[Opening SOURCE DATA section]

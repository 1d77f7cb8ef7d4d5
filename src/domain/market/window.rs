use super::candle::Candle;
use super::timeframe::Timeframe;
use chrono::{DateTime, Utc};
use serde::Serialize;
use std::collections::BTreeMap;
use thiserror::Error;

#[derive(Debug, Error)]
pub enum WindowError {
    #[error("candle {index} belongs to {found}/{found_tf}, window is {expected}/{expected_tf}")]
    MixedSeries {
        index: usize,
        found: String,
        found_tf: Timeframe,
        expected: String,
        expected_tf: Timeframe,
    },
    #[error("candle timestamps not strictly increasing at index {index}")]
    OutOfOrder { index: usize },
}

/// Ordered, deduplicated candle sequence for one `(symbol, timeframe)`.
/// The constructor is the only way in, so holding a `WindowSlice` is proof
/// of the ordering invariant. Returned by value; callers never share.
#[derive(Debug, Clone, Serialize, PartialEq)]
pub struct WindowSlice {
    symbol: String,
    timeframe: Timeframe,
    candles: Vec<Candle>,
}

impl WindowSlice {
    pub fn new(
        symbol: impl Into<String>,
        timeframe: Timeframe,
        candles: Vec<Candle>,
    ) -> Result<Self, WindowError> {
        let symbol = symbol.into();
        for (i, c) in candles.iter().enumerate() {
            if c.symbol != symbol || c.timeframe != timeframe {
                return Err(WindowError::MixedSeries {
                    index: i,
                    found: c.symbol.clone(),
                    found_tf: c.timeframe,
                    expected: symbol,
                    expected_tf: timeframe,
                });
            }
            if i > 0 && candles[i - 1].ts >= c.ts {
                return Err(WindowError::OutOfOrder { index: i });
            }
        }
        Ok(Self {
            symbol,
            timeframe,
            candles,
        })
    }

    /// Merge any number of candle batches into a slice. Within one
    /// timestamp the observation with the highest provenance rank wins;
    /// on equal rank the later batch wins.
    pub fn assemble(
        symbol: impl Into<String>,
        timeframe: Timeframe,
        batches: Vec<Vec<Candle>>,
    ) -> Result<Self, WindowError> {
        let symbol = symbol.into();
        let mut by_ts: BTreeMap<DateTime<Utc>, Candle> = BTreeMap::new();
        for batch in batches {
            for candle in batch {
                match by_ts.get(&candle.ts) {
                    Some(existing) if existing.provenance > candle.provenance => {}
                    _ => {
                        by_ts.insert(candle.ts, candle);
                    }
                }
            }
        }
        Self::new(symbol, timeframe, by_ts.into_values().collect())
    }

    pub fn symbol(&self) -> &str {
        &self.symbol
    }

    pub fn timeframe(&self) -> Timeframe {
        self.timeframe
    }

    pub fn candles(&self) -> &[Candle] {
        &self.candles
    }

    pub fn len(&self) -> usize {
        self.candles.len()
    }

    pub fn is_empty(&self) -> bool {
        self.candles.is_empty()
    }

    pub fn first(&self) -> Option<&Candle> {
        self.candles.first()
    }

    pub fn last(&self) -> Option<&Candle> {
        self.candles.last()
    }

    pub fn closes_f64(&self) -> Vec<f64> {
        self.candles.iter().map(|c| c.close_f64()).collect()
    }

    /// Last `n` candles as a new slice.
    pub fn tail(&self, n: usize) -> WindowSlice {
        let start = self.candles.len().saturating_sub(n);
        WindowSlice {
            symbol: self.symbol.clone(),
            timeframe: self.timeframe,
            candles: self.candles[start..].to_vec(),
        }
    }

    /// Uncovered head range when this slice is asked to serve
    /// `[from, to]`: the loader backfills only `[from, first)` rather than
    /// refetching what it already holds.
    pub fn head_gap(&self, from: DateTime<Utc>) -> Option<(DateTime<Utc>, DateTime<Utc>)> {
        let first = self.first()?.ts;
        if from + chrono::Duration::seconds(self.timeframe.seconds()) <= first {
            Some((from, first))
        } else {
            None
        }
    }

    /// Uncovered tail range when serving `[from, to]`.
    pub fn tail_gap(&self, to: DateTime<Utc>) -> Option<(DateTime<Utc>, DateTime<Utc>)> {
        let last = self.last()?.ts;
        let next = last + chrono::Duration::seconds(self.timeframe.seconds());
        if next < to { Some((next, to)) } else { None }
    }
}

[Closing SOURCE DATA section]

**WORK INSTRUCTIONS**
Repeat the data in its entirety, exactly as written.

**TASK ANSWER**
repository 1d77f7cb8ef7d4d5
filename src/domain/market/window.rs
use super::candle::Candle;
use super::timeframe::Timeframe;
use chrono::{DateTime, Utc};
use serde::Serialize;
use std::collections::BTreeMap;
use thiserror::Error;

#[derive(Debug, Error)]
pub enum WindowError {
    #[error("candle {index} belongs to {found}/{found_tf}, window is {expected}/{expected_tf}")]
    MixedSeries {
        index: usize,
        found: String,
        found_tf: Timeframe,
        expected: String,
        expected_tf: Timeframe,
    },
    #[error("candle timestamps not strictly increasing at index {index}")]
    OutOfOrder { index: usize },
}

/// Ordered, deduplicated candle sequence for one `(symbol, timeframe)`.
/// The constructor is the only way in, so holding a `WindowSlice` is proof
/// of the ordering invariant. Returned by value; callers never share.
#[derive(Debug, Clone, Serialize, PartialEq)]
pub struct WindowSlice {
    symbol: String,
    timeframe: Timeframe,
    candles: Vec<Candle>,
}

impl WindowSlice {
    pub fn new(
        symbol: impl Into<String>,
        timeframe: Timeframe,
        candles: Vec<Candle>,
    ) -> Result<Self, WindowError> {
        let symbol = symbol.into();
        for (i, c) in candles.iter().enumerate() {
            if c.symbol != symbol || c.timeframe != timeframe {
                return Err(WindowError::MixedSeries {
                    index: i,
                    found: c.symbol.clone(),
                    found_tf: c.timeframe,
                    expected: symbol,
                    expected_tf: timeframe,
                });
            }
            if i > 0 && candles[i - 1].ts >= c.ts {
                return Err(WindowError::OutOfOrder { index: i });
            }
        }
        Ok(Self {
            symbol,
            timeframe,
            candles,
        })
    }

    /// Merge any number of candle batches into a slice. Within one
    /// timestamp the observation with the highest provenance rank wins;
    /// on equal rank the later batch wins.
    pub fn assemble(
        symbol: impl Into<String>,
        timeframe: Timeframe,
        batches: Vec<Vec<Candle>>,
    ) -> Result<Self, WindowError> {
        let symbol = symbol.into();
        let mut by_ts: BTreeMap<DateTime<Utc>, Candle> = BTreeMap::new();
        for batch in batches {
            for candle in batch {
                match by_ts.get(&candle.ts) {
                    Some(existing) if existing.provenance > candle.provenance => {}
                    _ => {
                        by_ts.insert(candle.ts, candle);
                    }
                }
            }
        }
        Self::new(symbol, timeframe, by_ts.into_values().collect())
    }

    pub fn symbol(&self) -> &str {
        &self.symbol
    }

    pub fn timeframe(&self) -> Timeframe {
        self.timeframe
    }

    pub fn candles(&self) -> &[Candle] {
        &self.candles
    }

    pub fn len(&self) -> usize {
        self.candles.len()
    }

    pub fn is_empty(&self) -> bool {
        self.candles.is_empty()
    }

    pub fn first(&self) -> Option<&Candle> {
        self.candles.first()
    }

    pub fn last(&self) -> Option<&Candle> {
        self.candles.last()
    }

    pub fn closes_f64(&self) -> Vec<f64> {
        self.candles.iter().map(|c| c.close_f64()).collect()
    }

    /// Last `n` candles as a new slice.
    pub fn tail(&self, n: usize) -> WindowSlice {
        let start = self.candles.len().saturating_sub(n);
        WindowSlice {
            symbol: self.symbol.clone(),
            timeframe: self.timeframe,
            candles: self.candles[start..].to_vec(),
        }
    }

    /// Uncovered head range when this slice is asked to serve
    /// `[from, to]`: the loader backfills only `[from, first)` rather than
    /// refetching what it already holds.
    pub fn head_gap(&self, from: DateTime<Utc>) -> Option<(DateTime<Utc>, DateTime<Utc>)> {
        let first = self.first()?.ts;
        if from + chrono::Duration::seconds(self.timeframe.seconds()) <= first {
            Some((from, first))
        } else {
            None
        }
    }

    /// Uncovered tail range when serving `[from, to]`.
    pub fn tail_gap(&self, to: DateTime<Utc>) -> Option<(DateTime<Utc>, DateTime<Utc>)> {
        let last = self.last()?.ts;
        let next = last + chrono::Duration::seconds(self.timeframe.seconds());
        if next < to { Some((next, to)) } else { None }
    }
}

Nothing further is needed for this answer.